* _AIM OF THE TASK_: What lines in the entries below contain the word "continue"? Copy all of them.

+ + + + + + +

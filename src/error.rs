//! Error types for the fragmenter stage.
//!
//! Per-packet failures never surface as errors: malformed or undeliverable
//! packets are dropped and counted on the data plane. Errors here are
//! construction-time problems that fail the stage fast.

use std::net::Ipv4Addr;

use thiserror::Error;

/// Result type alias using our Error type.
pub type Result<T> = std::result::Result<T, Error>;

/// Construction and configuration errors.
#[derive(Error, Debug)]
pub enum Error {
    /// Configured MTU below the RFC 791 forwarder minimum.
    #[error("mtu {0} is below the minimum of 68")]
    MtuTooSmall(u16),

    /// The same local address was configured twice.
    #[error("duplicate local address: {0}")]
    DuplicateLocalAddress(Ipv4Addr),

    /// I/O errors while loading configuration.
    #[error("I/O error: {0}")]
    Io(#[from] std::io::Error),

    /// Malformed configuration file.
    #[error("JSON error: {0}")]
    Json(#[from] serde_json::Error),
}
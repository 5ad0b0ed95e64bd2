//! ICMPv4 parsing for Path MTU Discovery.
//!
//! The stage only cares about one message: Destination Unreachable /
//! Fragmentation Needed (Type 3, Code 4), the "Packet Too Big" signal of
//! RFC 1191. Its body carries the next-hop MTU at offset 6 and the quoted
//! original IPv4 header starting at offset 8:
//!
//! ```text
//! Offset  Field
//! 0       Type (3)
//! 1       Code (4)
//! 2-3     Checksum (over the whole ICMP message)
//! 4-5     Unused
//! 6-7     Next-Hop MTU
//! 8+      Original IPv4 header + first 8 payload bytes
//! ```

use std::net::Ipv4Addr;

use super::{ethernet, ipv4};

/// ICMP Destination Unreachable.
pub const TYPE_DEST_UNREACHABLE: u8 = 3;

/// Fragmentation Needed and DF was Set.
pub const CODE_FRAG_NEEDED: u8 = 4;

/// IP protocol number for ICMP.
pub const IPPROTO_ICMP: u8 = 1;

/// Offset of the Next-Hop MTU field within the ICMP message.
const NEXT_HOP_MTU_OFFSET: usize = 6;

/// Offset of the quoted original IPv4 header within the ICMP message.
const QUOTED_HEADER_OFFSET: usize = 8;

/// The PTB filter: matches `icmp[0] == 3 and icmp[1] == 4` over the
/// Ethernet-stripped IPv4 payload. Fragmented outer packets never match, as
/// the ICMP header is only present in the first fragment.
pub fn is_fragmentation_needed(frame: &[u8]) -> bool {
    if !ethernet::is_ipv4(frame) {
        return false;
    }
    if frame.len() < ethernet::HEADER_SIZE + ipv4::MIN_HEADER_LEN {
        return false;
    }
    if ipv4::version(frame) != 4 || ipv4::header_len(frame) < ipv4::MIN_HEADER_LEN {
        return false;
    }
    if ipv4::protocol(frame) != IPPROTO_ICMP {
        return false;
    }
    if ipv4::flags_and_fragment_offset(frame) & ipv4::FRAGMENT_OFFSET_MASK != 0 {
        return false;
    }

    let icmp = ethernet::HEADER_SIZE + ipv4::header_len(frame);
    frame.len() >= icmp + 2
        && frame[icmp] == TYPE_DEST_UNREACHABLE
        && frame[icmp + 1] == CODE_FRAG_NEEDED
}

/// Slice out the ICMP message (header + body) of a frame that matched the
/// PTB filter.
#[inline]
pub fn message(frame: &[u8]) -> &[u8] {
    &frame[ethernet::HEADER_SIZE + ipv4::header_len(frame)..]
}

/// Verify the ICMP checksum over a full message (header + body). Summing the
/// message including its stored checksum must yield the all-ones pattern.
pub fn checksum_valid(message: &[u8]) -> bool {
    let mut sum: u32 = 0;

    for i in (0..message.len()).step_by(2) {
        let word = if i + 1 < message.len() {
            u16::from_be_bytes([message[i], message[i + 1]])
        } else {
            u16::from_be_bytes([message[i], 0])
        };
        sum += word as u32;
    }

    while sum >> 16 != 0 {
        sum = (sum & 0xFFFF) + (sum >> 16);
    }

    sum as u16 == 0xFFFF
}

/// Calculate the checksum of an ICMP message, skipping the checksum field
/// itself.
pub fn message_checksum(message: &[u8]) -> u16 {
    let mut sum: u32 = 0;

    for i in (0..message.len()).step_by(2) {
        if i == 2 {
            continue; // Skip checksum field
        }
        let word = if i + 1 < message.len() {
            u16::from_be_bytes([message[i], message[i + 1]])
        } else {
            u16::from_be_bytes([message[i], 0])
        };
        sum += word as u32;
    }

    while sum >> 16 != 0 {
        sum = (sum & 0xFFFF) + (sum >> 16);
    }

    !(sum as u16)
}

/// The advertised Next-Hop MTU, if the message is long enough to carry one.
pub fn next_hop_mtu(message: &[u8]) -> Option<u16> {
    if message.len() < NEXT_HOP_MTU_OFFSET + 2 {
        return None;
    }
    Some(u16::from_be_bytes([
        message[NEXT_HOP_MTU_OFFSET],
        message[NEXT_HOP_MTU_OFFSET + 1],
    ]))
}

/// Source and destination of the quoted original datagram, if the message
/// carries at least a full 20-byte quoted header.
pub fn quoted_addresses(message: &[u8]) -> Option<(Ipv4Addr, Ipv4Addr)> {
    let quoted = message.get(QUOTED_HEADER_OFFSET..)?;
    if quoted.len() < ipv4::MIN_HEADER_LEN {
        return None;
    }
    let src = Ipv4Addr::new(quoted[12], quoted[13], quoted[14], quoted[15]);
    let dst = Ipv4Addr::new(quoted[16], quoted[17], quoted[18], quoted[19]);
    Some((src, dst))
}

+ + + + + + +

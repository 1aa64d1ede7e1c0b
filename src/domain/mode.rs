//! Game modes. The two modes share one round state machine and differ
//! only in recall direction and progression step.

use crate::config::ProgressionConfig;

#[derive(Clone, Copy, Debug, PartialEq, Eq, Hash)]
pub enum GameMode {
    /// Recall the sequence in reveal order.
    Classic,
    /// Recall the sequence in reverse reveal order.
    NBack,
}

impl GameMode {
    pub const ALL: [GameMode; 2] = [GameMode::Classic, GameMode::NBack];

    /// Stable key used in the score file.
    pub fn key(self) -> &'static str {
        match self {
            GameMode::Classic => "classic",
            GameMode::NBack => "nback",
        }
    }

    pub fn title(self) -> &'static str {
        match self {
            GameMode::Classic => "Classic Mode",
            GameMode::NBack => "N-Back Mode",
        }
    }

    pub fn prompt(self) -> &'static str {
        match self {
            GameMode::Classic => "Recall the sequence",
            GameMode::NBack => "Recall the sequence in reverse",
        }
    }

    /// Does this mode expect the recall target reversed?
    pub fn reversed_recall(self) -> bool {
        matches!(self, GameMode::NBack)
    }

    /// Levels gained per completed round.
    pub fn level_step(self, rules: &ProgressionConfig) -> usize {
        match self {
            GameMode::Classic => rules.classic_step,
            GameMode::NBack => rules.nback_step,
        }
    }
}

+ + + + + + +

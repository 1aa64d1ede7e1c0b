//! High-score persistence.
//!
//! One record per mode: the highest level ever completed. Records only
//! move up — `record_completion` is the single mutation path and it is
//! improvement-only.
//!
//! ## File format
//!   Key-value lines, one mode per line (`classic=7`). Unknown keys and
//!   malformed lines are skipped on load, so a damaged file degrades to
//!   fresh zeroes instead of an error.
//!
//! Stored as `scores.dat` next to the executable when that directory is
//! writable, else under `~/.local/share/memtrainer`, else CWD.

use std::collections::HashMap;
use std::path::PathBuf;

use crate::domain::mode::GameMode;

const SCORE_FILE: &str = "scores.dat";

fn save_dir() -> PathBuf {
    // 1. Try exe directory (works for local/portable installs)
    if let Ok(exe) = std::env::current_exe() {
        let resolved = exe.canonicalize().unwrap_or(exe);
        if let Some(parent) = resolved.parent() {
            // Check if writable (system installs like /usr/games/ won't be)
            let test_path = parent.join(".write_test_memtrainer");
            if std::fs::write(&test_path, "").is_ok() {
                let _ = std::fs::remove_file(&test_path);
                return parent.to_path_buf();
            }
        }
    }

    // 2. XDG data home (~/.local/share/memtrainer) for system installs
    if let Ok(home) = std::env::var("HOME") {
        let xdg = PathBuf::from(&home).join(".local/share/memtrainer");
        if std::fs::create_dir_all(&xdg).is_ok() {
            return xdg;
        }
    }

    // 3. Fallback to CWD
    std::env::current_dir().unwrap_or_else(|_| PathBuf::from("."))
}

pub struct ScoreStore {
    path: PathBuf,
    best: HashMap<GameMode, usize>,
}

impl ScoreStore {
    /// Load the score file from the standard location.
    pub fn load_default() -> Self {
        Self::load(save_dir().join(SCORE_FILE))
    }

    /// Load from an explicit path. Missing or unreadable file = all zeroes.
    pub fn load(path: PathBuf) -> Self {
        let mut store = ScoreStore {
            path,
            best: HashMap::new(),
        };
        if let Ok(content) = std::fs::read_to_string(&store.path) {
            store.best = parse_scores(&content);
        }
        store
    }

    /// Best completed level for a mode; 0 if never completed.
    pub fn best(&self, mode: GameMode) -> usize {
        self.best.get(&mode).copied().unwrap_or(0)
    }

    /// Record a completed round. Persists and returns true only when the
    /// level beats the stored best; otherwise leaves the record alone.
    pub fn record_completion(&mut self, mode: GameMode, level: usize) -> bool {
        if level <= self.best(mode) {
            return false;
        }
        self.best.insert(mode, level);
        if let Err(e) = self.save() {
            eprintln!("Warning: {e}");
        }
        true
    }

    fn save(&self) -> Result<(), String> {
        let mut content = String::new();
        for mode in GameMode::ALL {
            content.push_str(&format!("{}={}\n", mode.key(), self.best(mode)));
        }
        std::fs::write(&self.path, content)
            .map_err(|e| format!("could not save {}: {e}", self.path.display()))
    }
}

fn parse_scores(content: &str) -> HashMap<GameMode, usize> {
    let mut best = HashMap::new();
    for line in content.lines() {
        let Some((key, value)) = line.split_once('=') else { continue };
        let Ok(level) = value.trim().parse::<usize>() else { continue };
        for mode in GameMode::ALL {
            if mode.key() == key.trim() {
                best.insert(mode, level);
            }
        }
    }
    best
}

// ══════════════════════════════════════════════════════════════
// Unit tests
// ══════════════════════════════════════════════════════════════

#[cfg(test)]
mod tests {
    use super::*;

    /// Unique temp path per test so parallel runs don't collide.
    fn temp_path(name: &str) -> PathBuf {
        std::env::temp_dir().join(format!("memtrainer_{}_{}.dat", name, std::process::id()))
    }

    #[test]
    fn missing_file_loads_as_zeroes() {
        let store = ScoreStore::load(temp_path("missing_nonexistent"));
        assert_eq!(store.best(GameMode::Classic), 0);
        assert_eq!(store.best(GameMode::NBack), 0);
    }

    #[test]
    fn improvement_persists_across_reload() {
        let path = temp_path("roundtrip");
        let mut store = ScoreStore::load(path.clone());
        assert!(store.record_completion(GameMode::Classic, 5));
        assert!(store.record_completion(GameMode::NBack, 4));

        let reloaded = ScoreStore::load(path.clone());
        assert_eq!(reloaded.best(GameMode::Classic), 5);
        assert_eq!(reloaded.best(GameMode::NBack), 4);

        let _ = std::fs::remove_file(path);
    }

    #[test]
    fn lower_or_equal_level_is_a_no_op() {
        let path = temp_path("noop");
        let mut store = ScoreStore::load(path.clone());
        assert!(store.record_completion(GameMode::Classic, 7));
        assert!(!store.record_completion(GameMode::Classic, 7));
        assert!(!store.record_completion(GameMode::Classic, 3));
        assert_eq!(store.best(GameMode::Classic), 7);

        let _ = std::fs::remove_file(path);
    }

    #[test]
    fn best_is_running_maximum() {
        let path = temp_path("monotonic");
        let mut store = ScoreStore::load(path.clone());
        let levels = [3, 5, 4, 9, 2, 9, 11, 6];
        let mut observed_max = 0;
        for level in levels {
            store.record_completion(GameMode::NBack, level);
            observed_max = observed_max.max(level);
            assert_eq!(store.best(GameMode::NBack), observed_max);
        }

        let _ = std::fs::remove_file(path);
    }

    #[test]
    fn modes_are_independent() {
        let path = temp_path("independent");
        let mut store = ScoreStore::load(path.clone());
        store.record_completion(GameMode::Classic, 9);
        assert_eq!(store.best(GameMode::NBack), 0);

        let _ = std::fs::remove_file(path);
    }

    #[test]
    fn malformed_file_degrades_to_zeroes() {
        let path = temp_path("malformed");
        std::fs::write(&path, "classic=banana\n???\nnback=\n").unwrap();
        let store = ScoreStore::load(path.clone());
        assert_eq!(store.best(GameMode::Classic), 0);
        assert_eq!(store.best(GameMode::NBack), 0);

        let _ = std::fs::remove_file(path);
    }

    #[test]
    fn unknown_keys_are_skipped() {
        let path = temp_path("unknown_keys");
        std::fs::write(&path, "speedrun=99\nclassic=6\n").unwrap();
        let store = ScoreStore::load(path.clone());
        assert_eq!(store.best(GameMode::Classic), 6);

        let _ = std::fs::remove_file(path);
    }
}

+ + + + + + +

* _SOLUTION_:
            continue; // Skip checksum field
        let Some((key, value)) = line.split_once('=') else { continue };
        let Ok(level) = value.trim().parse::<usize>() else { continue };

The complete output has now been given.